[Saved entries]
· · ·

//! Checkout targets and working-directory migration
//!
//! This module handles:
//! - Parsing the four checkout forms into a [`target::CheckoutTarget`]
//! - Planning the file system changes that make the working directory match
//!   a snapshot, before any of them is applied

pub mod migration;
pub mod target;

· · ·

- WORK REQUEST
Would you write out the full set of records above without alteration?

- SOLUTION TO THIS TASK
//! Checkout targets and working-directory migration
//!
//! This module handles:
//! - Parsing the four checkout forms into a [`target::CheckoutTarget`]
//! - Planning the file system changes that make the working directory match
//!   a snapshot, before any of them is applied

pub mod migration;
pub mod target;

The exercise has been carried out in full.